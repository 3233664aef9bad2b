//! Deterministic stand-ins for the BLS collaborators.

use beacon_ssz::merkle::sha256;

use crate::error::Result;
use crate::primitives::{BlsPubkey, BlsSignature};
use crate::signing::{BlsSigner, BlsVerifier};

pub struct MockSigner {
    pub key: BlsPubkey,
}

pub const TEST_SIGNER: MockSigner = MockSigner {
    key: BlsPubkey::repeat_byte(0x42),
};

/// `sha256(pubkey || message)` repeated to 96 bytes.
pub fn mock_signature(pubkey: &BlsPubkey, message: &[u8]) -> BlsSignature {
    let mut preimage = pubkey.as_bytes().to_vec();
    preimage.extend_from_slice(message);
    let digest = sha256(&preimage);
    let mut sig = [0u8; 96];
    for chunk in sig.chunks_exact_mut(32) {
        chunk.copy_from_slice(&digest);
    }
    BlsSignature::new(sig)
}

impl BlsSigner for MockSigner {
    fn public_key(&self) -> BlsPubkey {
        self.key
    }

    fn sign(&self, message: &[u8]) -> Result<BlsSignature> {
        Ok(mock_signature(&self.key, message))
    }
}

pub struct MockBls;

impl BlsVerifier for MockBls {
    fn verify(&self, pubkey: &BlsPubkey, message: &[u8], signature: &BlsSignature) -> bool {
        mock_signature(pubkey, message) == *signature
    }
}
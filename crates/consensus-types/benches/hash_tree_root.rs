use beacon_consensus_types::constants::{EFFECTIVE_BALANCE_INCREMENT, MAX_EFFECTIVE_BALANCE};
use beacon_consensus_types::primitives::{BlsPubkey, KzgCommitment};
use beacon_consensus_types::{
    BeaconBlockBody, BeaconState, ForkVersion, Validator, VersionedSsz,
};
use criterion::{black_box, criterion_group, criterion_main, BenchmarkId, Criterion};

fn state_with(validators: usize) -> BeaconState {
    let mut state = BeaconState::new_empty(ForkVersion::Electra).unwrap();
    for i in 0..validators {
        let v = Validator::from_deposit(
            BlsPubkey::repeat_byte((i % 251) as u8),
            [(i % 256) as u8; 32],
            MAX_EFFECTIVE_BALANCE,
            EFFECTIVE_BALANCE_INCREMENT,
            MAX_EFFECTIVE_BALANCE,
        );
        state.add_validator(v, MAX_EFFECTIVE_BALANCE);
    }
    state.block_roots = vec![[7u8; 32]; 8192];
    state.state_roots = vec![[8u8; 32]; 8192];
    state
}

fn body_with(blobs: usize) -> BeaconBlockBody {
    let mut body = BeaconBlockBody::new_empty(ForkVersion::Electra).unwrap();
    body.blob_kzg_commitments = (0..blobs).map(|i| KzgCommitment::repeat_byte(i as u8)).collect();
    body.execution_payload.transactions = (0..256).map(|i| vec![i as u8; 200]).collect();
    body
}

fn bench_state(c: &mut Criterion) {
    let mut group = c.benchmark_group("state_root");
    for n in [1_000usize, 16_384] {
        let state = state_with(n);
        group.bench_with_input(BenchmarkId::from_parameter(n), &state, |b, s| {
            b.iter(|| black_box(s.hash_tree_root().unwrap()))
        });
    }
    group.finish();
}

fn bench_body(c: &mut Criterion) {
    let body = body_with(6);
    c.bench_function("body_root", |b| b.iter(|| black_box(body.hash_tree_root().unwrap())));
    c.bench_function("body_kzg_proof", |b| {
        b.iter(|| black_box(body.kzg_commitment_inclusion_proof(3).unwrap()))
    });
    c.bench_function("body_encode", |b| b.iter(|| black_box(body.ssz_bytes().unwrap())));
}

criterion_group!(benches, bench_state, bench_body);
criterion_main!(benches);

::::

[TASK GOAL]:
Reproduce the lines above, beginning at the line with "let mut preimage" and stopping after the line with "fn sign(&self, message: &[u8])", exactly as they are.

[SOLUTION FOR THIS TASK]:
    let mut preimage = pubkey.as_bytes().to_vec();
    preimage.extend_from_slice(message);
    let digest = sha256(&preimage);
    let mut sig = [0u8; 96];
    for chunk in sig.chunks_exact_mut(32) {
        chunk.copy_from_slice(&digest);
    }
    BlsSignature::new(sig)
}

impl BlsSigner for MockSigner {
    fn public_key(&self) -> BlsPubkey {
        self.key
    }

    fn sign(&self, message: &[u8]) -> Result<BlsSignature> {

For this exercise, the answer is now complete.